Canada's thalidomide victims are giving Ottawa a two-week deadline to provide clear answers on its promised lifetime aid package.

Frustrated that the Tories have been faster to offer vague pronouncements than specific details, the Thalidomide Victims Association of Canada has written to Health Minister Rona Ambrose urging her to give them answers by May 25. Otherwise, a group of thalidomide victims will travel to Parliament Hill to "make their presence felt," said Mercédes Benegbi, head of the victims' group.

"We are not accepting any more delays," Ms. Benegbi said on Sunday. "Had the government comforted us by giving us information, we wouldn't be here now."

The victims' group is turning up the heat as Parliament approaches the summer recess. More than five months have passed since Parliament voted unanimously to extend full support to the nearly 100 Canadians whose lives were ravaged by the drug, yet the victims have received no response to their most central demands.

Ms. Ambrose pledged last week to table government proposals for a lifetime compensation package before Canada goes to a fall vote. But her department has been mum on the victims' repeated demands of annual pensions ranging from $75,000 to $150,000, based on beneficiaries' level of disability.

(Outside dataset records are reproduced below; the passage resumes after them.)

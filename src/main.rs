//! Kernelfall - GPU kernels with transparent CPU fallback
//!
//! # Usage
//!
//! ```bash
//! # Run a demo kernel on the best available backend
//! kernelfall run scale
//!
//! # Force a backend and a thread grid
//! kernelfall run matmul --mode cpu --dimensions 32,32
//!
//! # Read options from a TOML file and print the generated shader
//! kernelfall run polyfill --config kernel.toml --show-shader
//!
//! # Show backend and cache information
//! kernelfall info
//! ```

use clap::{Parser, Subcommand, ValueEnum};
use kernelfall_gpu::{
    logging, Arg, BodyBuilder, ExecutionMode, Expr, Gpu, KernelBody, KernelConfig, KernelOutput,
    NdArray, SoftwareDevice,
};
use std::path::PathBuf;
use std::process;
use std::time::Instant;

#[derive(Parser)]
#[command(name = "kernelfall")]
#[command(version = "0.1.0")]
#[command(about = "Kernelfall - GPU compute kernels with CPU fallback", long_about = None)]
struct Cli {
    #[command(subcommand)]
    command: Commands,
}

#[derive(Subcommand)]
enum Commands {
    /// Compile and run a demo kernel
    Run {
        /// Which kernel to run
        #[arg(value_enum)]
        demo: Demo,

        /// Execution mode: auto, gpu or cpu
        #[arg(short, long)]
        mode: Option<ExecutionMode>,

        /// Thread grid, comma separated x,y,z
        #[arg(short, long, value_delimiter = ',')]
        dimensions: Option<Vec<u32>>,

        /// TOML file with `dimensions` and `mode`
        #[arg(long)]
        config: Option<PathBuf>,

        /// Use the host-emulated device instead of probing for an adapter
        #[arg(long)]
        software: bool,

        /// Print the generated WGSL
        #[arg(long)]
        show_shader: bool,

        /// Enable verbose output
        #[arg(short, long)]
        verbose: bool,
    },

    /// Show available backends
    Info,
}

#[derive(ValueEnum, Clone, Copy, Debug)]
enum Demo {
    /// Multiply every element by a scalar
    Scale,
    /// Element-wise sum of two arrays
    Add,
    /// Square matrix product
    Matmul,
    /// Helper functions and built-in polyfills
    Polyfill,
}

fn main() {
    let cli = Cli::parse();

    let result = match cli.command {
        Commands::Run { demo, mode, dimensions, config, software, show_shader, verbose } => {
            if verbose {
                logging::init_with_level(log::LevelFilter::Debug);
            } else {
                logging::init_from_env();
            }
            run_demo(demo, mode, dimensions, config, software, show_shader)
        }
        Commands::Info => {
            show_info();
            Ok(())
        }
    };

    if let Err(e) = result {
        eprintln!("Error: {}", e);
        process::exit(1);
    }
}

fn load_config(
    path: Option<PathBuf>,
    mode: Option<ExecutionMode>,
    dimensions: Option<Vec<u32>>,
) -> Result<KernelConfig, String> {
    let mut config = match path {
        Some(path) => {
            let text = std::fs::read_to_string(&path)
                .map_err(|e| format!("Failed to read {}: {}", path.display(), e))?;
            KernelConfig::from_toml_str(&text).map_err(|e| e.to_string())?
        }
        None => KernelConfig::new(),
    };
    if let Some(mode) = mode {
        config = config.mode(mode);
    }
    if let Some(dims) = dimensions {
        config = config.dimensions(dims);
    }
    Ok(config)
}

/// Kernel body plus arguments sized for `dims` (`[x, y, z]`).
fn demo_kernel(gpu: &Gpu, demo: Demo, dims: &[u32]) -> Result<(KernelBody, Vec<Arg>), String> {
    let x_len = dims.first().copied().unwrap_or(1) as usize;
    let shape: Vec<usize> = dims.iter().rev().map(|&d| d as usize).collect();
    let numel: usize = shape.iter().product();
    let ramp = |scale: f32| {
        NdArray::new(
            shape.clone(),
            (0..numel).map(|i| i as f32 * scale).collect::<Vec<f32>>().into(),
        )
        .map_err(|e| e.to_string())
    };
    let thread_index = |k: &mut BodyBuilder| {
        let axes = [k.thread_z(), k.thread_y(), k.thread_x()];
        axes[3 - dims.len()..].to_vec()
    };

    match demo {
        Demo::Scale => {
            let body = KernelBody::build(|k| {
                let a = k.array("a");
                let s = k.float("s");
                let idx = thread_index(k);
                k.ret(a.at(idx) * s);
            });
            Ok((body, vec![ramp(1.0)?.into(), Arg::Scalar(2.0)]))
        }
        Demo::Add => {
            let body = KernelBody::build(|k| {
                let a = k.array("a");
                let b = k.array("b");
                let idx = thread_index(k);
                k.ret(a.at(idx.clone()) + b.at(idx));
            });
            Ok((body, vec![ramp(1.0)?.into(), ramp(0.5)?.into()]))
        }
        Demo::Matmul => {
            if dims.len() != 2 || dims[0] != dims[1] {
                return Err("matmul needs square 2-D dimensions, e.g. --dimensions 16,16".into());
            }
            let body = KernelBody::build(|k| {
                let a = k.array("a");
                let b = k.array("b");
                let size = k.int("size");
                let x = k.thread_x();
                let y = k.thread_y();
                let sum = k.var(0.0);
                k.for_range(0.0, size, |k, i| {
                    k.assign(sum, sum + a.at([y.clone(), i.clone()]) * b.at([i, x.clone()]));
                });
                k.ret(sum);
            });
            Ok((
                body,
                vec![ramp(0.01)?.into(), ramp(0.02)?.into(), (x_len as f64).into()],
            ))
        }
        Demo::Polyfill => {
            let smooth = KernelBody::build(|k| {
                let v = k.float("v");
                k.ret(Expr::call("clamp01", vec![v.value() * v.value() * (3.0 - 2.0 * v)]));
            });
            gpu.add_function("smoothstep01", smooth, None, None)
                .map_err(|e| e.to_string())?;
            let body = KernelBody::build(|k| {
                let a = k.array("a");
                let idx = thread_index(k);
                let t = k.var(a.at(idx) / numel as f64);
                k.ret(Expr::call("smoothstep01", vec![t.get()]) + Expr::call("log10", vec![t + 1.0]));
            });
            Ok((body, vec![ramp(1.0)?.into()]))
        }
    }
}

fn run_demo(
    demo: Demo,
    mode: Option<ExecutionMode>,
    dimensions: Option<Vec<u32>>,
    config: Option<PathBuf>,
    software: bool,
    show_shader: bool,
) -> Result<(), String> {
    let config = load_config(config, mode, dimensions)?;
    let dims = config.resolved_dimensions().map_err(|e| e.to_string())?;
    let gpu = if software {
        Gpu::builder().software(SoftwareDevice::new()).build()
    } else {
        Gpu::new()
    };
    println!("Running {:?} on {} [{}]...", demo, gpu.backend_name(), config.mode);

    let (body, args) = demo_kernel(&gpu, demo, dims.axes())?;

    let start = Instant::now();
    let kernel = gpu.compile(body, &config).map_err(|e| e.to_string())?;
    let compile_time = start.elapsed();

    if show_shader {
        match kernel.shader_source() {
            Ok(source) => println!("\n{}\n", source),
            Err(e) => println!("(no shader: {})", e),
        }
    }

    let start = Instant::now();
    let output = kernel.run(&args).map_err(|e| e.to_string())?;
    let run_time = start.elapsed();

    match &output {
        KernelOutput::Scalar(v) => println!("Result: {}", v),
        KernelOutput::Array(array) => {
            let values = array.to_f32_vec();
            let preview: Vec<String> = values.iter().take(8).map(|v| format!("{:.4}", v)).collect();
            println!(
                "Result: shape {:?} [{}{}]",
                array.shape(),
                preview.join(", "),
                if values.len() > 8 { ", ..." } else { "" }
            );
        }
    }

    let stats = gpu.cache_stats();
    println!("Backend:  {:?}", kernel.backend());
    println!("Compile:  {:.2?}", compile_time);
    println!("Run:      {:.2?}", run_time);
    println!("Programs: {} compiled, {} cache hit(s)", stats.compiles, stats.hits);
    Ok(())
}

fn show_info() {
    println!("Kernelfall v0.1.0");
    println!("Data-parallel kernels compiled to WGSL with CPU fallback\n");

    println!("Backends:");
    #[cfg(feature = "webgpu-backend")]
    {
        if kernelfall_gpu::NativeContext::is_available() {
            println!("  ✓ wgpu (adapter found)");
        } else {
            println!("  ✗ wgpu (no adapter)");
        }
    }
    #[cfg(not(feature = "webgpu-backend"))]
    println!("  ✗ wgpu (not enabled, build with --features webgpu-backend)");
    println!("  ✓ software device (--software)");
    println!("  ✓ CPU executor");

    println!("\nExamples:");
    println!("  kernelfall run scale --dimensions 8");
    println!("  kernelfall run matmul --dimensions 16,16 --mode gpu --software");
}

Ms. Benegbi wrote to Ms. Ambrose on Friday, setting a May 25 deadline for addressing the victims' concerns. Though many struggle with debilitating health problems, they will travel to Ottawa to press for their demands, she said.

The victims' worries are being fed by the Conservative government's handling of the issue so far.

When Ms. Ambrose announced the government's $180-million support package on March 6, she gave Ms. Benegbi a half-hour warning and no say about the contents. The government's lump-sum payments of $125,000 for each victim, while welcome, were half as much as the association had sought. The group fears the same math will apply to the lifetime, annual payments.

"The government needs to be open with us," Ms. Benegbi said. "They have to show us the details. They have to engage with us so we can secure the future of the victims. We're trying to take our destiny in hand, because these decisions will have an enormous impact on us."

Asked for comment, Ms. Ambrose's office referred to the remarks she made before a parliamentary committee last week. The minister said her department is "working very hard" and hopes to spell out the details on the package "in the near future."

The thalidomide victims' group began lobbying Ms. Ambrose's office about offering compensation more than a year ago. Her office ignored the group until The Globe and Mail exposed their health problems in the fall. Since the group began its campaign, three thalidomide survivors died. There are now 94.

Some victims are getting impatient with Ottawa.

"As one of the now 94 victims, I will do everything within my power to stay alive to see what the government promised us," Susan Wagner-White, a thalidomide survivor, said in a post on The Globe and Mail's website. "It is a sad indictment for our country that we have lost three members while we wait."

Thalidomide was a drug approved by federal health authorities in Canada in 1960 and dispensed to pregnant women as a solution for nausea and insomnia. It proved to be a so-called teratogen, meaning that it caused severe malformations in the fetus when taken early in pregnancy. An untold number of babies were born in Canada with deformities such as missing arms and legs, internal organ damage, deafness and blindness.

The victims are now in their early 50s and suffer from severe deterioration in their health. Many are unable to work and suffer from chronic joint and muscle pain.

The United States never authorized thalidomide. A Canadian-born doctor working at the U.S. Food and Drug Administration, Frances Kelsey, refused to approve it because she had doubts about its safety.